Successful conductor Zhang juggles new demands


Catching up

By Janelle Gelfand
The Cincinnati Enquirer

[IMAGE]
Xian Zhang
A lot of music is playing in Xian Zhang's head.

The tiny conductor (she stands barely more than 5 feet tall) was recapping everything that has happened since co-winning first prize in a new conducting contest founded by New York Philharmonic maestro Lorin Maazel and philanthropist Alberto W. Vilar. The finals were in New York's Carnegie Hall last September.

"It's more demanding now, in terms of expectations of other people - and also myself," says Zhang. "You want to live up to that level that people hope you have. So it's very challenging."

In March, she conducted six educational concerts with the Orchestra of St. Luke's in New York. After that, she was a "cover" conductor for two weeks of Russian programs led by Mstislav Rostropovich at the New York Philharmonic, where she won a fellowship as part of her prize.

In May, she flew to Italy, where she made her Western opera debut, conducting Mozart's Don Giovanni in Busseto, the hometown of Verdi.

This week, she will make her American opera company debut, when she leads Verdi's La Traviata with Cincinnati Opera, Thursday, Saturday and July 18. (Tickets: 241-2742 or www.cincinnatiopera.com.)

She has done all this while teaching at the University of Cincinnati College-Conservatory of Music, where she is assistant professor of conducting - which included leading concerts with the CCM Philharmonia. In February, she was in the CCM pit for Mozart's The Marriage of Figaro.

Zhang has come a long way from the small Chinese city of Dandong, where she was born 30 years ago. in the living room of her rented Clifton home stands a shiny new Yamaha baby grand - purchased with part of her $45,000 prize money as "a Christmas present to myself," she says, laughing.

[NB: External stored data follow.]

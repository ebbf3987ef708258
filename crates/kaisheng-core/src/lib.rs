//! Core policy engine for KaiSheng
//!
//! This crate is the heart of KaiSheng, containing:
//! - Downtime resolution (which schedule wins when windows overlap)
//! - Usage limit alerts (warnings and the daily ceiling)
//! - The walking restriction gate
//! - The engine that combines all three into per-app decisions

mod downtime;
mod engine;
mod events;
mod limits;
mod motion;

pub use downtime::*;
pub use engine::*;
pub use events::*;
pub use limits::*;
pub use motion::*;
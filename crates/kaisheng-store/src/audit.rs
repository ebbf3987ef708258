//! Audit event types

use chrono::{DateTime, Local};
use kaisheng_util::{AppId, ScheduleId};
use serde::{Deserialize, Serialize};
use std::time::Duration;

/// Types of audit events
#[derive(Debug, Clone, PartialEq, Eq, Serialize, Deserialize)]
#[serde(tag = "type", rename_all = "snake_case")]
pub enum AuditEventType {
    /// Enforcement loop started
    ServiceStarted,

    /// Enforcement loop stopped
    ServiceStopped,

    /// Policy loaded/reloaded
    PolicyLoaded {
        schedule_count: usize,
        limit_count: usize,
    },

    /// A downtime schedule became the enforced policy
    DowntimeStarted {
        schedule_id: ScheduleId,
        device_wide: bool,
    },

    /// Downtime no longer enforced
    DowntimeEnded { schedule_id: ScheduleId },

    /// Schedule toggled at runtime
    ScheduleToggled {
        schedule_id: ScheduleId,
        enabled: bool,
    },

    /// Usage limit warning issued
    LimitWarning {
        app_id: AppId,
        remaining: Duration,
    },

    /// Daily usage limit reached
    LimitReached { app_id: AppId, used: Duration },

    /// Walking restriction turned on or off
    MotionRestriction { restricting: bool },
}

/// Full audit event with metadata
#[derive(Debug, Clone, Serialize, Deserialize)]
pub struct AuditEvent {
    /// Unique event ID
    pub id: i64,

    /// Event timestamp
    pub timestamp: DateTime<Local>,

    /// Event type and details
    pub event: AuditEventType,
}

impl AuditEvent {
    pub fn new(event: AuditEventType) -> Self {
        Self::at(kaisheng_util::now(), event)
    }

    /// Event stamped with an explicit time (engine decisions carry their own clock)
    pub fn at(timestamp: DateTime<Local>, event: AuditEventType) -> Self {
        Self {
            id: 0, // Will be set by store
            timestamp,
            event,
        }
    }
}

She needs that piano, because she studies orchestra scores by playing through them on the piano, a practice she is also doing for La Traviata.

"My favorite moment is the clarinet solo, after (Violetta) writes a letter to Alfredo. That's the best moment of the whole opera," she says.

Lying on her piano are scores by Krzysztof Penderecki, including his Threnody for the Victims of Hiroshima, that she is studying to perform at a Krakow festival in September. She is also waiting to confirm concerts in Beijing this fall, conducting Beethoven's Triple Concerto with the famous Eroica Trio.

Next February she will make her New York Philharmonic debut in two Young People's concerts, leading Mussorgsky's Pictures at an Exhibition.

Also on her agenda: Finishing her doctorate at CCM - and stepping up her guest conducting.

"Next year might be my last year at CCM," admits the busy maestra.

Wherever she is, there's no doubt her name will be in lights. Her proud husband, Lei Yang, is writing a book about her life, which he hopes to finish by next spring. Its title? The Road to Carnegie Hall.